PROBLEM:
Search the listing below for the word "struct", and copy every line in which it turns up.

= Beginning of Section =

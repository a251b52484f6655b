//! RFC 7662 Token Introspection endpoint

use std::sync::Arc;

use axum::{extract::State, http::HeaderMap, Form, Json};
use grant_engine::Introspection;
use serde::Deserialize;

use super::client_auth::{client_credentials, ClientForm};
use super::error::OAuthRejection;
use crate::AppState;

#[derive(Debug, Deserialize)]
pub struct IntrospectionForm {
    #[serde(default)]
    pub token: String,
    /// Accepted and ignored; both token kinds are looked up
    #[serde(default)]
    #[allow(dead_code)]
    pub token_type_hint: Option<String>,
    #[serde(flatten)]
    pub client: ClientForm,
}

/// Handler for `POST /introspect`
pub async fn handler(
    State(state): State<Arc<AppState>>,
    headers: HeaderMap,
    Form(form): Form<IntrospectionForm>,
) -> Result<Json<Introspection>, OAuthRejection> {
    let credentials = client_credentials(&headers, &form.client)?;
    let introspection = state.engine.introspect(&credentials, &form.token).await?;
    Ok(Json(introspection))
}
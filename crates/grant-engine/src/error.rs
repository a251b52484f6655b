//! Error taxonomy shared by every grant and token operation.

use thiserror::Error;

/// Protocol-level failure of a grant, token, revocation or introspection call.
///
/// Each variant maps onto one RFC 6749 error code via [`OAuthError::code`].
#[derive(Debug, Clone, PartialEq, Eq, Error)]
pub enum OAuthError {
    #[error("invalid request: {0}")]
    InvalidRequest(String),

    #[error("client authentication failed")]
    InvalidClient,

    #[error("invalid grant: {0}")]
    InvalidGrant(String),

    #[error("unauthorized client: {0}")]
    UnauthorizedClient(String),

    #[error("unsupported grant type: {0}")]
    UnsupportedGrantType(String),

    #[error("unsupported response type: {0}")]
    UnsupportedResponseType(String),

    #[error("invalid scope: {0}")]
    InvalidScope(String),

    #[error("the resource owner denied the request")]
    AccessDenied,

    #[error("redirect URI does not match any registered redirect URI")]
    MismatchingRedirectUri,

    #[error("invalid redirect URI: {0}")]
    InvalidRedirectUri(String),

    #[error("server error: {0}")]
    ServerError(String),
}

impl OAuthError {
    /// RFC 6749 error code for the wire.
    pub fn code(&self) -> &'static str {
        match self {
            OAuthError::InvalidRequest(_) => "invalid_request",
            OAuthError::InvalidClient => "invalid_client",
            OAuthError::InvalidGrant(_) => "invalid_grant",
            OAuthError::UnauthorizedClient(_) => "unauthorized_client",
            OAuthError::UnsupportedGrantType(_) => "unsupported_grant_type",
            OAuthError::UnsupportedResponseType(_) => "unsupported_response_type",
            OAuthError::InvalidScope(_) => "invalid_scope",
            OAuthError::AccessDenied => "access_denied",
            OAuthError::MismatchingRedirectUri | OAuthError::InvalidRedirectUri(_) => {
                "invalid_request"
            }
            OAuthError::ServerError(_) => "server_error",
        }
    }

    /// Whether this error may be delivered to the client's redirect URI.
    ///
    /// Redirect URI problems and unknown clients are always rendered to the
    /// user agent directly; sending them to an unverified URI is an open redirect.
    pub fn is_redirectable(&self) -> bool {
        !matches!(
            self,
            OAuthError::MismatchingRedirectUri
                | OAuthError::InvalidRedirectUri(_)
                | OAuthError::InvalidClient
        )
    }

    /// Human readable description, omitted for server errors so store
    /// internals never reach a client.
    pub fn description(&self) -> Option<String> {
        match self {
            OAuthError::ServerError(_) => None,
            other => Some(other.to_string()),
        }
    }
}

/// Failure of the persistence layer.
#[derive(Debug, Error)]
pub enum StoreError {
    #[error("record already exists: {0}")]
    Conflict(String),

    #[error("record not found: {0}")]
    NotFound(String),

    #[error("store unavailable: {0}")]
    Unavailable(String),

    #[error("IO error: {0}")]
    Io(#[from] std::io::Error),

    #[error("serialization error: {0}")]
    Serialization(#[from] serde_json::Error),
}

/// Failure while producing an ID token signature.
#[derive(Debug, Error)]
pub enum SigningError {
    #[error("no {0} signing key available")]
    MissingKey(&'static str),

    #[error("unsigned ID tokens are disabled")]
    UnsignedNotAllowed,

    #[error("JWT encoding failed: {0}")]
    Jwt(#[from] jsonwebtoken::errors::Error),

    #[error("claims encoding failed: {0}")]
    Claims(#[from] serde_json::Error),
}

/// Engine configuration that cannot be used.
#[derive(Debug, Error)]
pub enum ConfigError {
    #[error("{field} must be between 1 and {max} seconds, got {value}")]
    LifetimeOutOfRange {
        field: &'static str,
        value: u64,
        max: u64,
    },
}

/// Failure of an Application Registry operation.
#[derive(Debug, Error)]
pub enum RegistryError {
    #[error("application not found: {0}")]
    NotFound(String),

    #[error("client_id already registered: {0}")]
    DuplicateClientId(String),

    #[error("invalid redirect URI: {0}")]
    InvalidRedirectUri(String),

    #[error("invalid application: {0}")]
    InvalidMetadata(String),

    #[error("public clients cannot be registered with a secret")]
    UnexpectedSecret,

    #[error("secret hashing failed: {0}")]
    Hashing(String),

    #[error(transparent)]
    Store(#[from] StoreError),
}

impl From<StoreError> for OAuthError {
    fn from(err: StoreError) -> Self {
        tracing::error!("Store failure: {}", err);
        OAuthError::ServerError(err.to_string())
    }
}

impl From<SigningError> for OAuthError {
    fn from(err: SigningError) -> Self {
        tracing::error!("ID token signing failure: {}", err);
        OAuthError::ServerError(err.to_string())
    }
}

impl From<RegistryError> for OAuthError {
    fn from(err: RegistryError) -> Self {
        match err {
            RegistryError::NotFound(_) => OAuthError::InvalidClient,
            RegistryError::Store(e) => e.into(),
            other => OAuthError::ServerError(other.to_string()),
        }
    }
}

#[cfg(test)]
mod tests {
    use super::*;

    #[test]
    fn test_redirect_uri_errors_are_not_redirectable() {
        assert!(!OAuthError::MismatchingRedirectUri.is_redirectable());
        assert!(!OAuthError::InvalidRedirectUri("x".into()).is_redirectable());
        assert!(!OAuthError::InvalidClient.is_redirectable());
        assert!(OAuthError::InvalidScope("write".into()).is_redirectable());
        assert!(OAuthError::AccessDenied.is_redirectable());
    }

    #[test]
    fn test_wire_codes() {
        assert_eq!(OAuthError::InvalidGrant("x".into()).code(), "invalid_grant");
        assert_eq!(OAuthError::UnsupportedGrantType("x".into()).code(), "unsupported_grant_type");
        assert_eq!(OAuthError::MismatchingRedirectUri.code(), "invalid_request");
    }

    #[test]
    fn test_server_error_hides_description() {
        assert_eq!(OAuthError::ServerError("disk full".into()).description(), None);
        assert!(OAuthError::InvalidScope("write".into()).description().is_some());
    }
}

= End of Section =
= Beginning of Section =

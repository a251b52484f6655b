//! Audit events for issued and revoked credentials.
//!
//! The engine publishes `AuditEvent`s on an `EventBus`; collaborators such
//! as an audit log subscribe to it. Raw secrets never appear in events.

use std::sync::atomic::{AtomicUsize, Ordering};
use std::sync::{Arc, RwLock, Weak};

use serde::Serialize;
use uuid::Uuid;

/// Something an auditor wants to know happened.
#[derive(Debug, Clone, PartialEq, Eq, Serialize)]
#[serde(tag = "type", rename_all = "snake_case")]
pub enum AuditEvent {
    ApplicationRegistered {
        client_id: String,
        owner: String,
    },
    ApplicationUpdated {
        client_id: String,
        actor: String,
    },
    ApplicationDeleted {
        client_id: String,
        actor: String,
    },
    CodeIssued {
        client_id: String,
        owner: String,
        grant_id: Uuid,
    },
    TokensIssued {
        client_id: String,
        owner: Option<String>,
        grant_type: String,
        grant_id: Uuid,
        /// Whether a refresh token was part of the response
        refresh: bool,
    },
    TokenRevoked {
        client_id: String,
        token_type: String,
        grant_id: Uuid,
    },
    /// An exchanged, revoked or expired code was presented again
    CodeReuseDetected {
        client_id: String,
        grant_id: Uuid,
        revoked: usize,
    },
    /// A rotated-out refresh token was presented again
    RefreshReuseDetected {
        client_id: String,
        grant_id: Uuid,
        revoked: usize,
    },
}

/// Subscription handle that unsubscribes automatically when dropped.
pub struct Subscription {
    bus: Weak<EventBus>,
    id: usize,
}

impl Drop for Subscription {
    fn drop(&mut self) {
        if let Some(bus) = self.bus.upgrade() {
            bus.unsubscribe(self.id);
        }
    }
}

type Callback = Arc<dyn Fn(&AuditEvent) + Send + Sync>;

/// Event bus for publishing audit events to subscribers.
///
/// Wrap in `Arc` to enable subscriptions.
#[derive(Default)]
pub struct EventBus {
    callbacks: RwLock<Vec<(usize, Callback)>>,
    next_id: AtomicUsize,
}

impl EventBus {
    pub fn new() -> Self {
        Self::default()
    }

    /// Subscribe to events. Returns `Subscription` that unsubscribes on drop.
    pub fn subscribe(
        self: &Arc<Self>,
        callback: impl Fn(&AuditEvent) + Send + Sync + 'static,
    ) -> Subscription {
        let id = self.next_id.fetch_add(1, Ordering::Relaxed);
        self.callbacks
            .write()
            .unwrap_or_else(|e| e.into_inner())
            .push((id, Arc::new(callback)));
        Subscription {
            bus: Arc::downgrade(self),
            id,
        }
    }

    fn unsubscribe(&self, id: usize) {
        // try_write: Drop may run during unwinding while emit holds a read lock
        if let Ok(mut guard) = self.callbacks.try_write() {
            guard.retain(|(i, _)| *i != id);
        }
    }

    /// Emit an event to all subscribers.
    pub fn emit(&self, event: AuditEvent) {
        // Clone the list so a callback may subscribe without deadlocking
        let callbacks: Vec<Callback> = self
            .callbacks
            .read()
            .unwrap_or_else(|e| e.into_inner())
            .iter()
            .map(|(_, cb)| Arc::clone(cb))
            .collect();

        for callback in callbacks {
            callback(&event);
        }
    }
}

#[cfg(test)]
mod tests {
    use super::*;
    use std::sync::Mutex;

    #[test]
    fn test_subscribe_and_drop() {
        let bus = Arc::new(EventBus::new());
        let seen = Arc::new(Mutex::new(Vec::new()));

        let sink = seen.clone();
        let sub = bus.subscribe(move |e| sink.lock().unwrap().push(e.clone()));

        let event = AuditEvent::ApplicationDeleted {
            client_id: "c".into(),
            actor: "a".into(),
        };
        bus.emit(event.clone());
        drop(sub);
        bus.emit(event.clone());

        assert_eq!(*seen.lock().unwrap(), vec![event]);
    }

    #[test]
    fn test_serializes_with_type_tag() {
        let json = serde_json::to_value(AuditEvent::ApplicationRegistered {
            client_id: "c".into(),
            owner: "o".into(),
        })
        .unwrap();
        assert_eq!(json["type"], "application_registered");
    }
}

= End of Section =

RESPONSE TO THE EXERCISE:
pub struct IntrospectionForm {
pub struct Subscription {
pub struct EventBus {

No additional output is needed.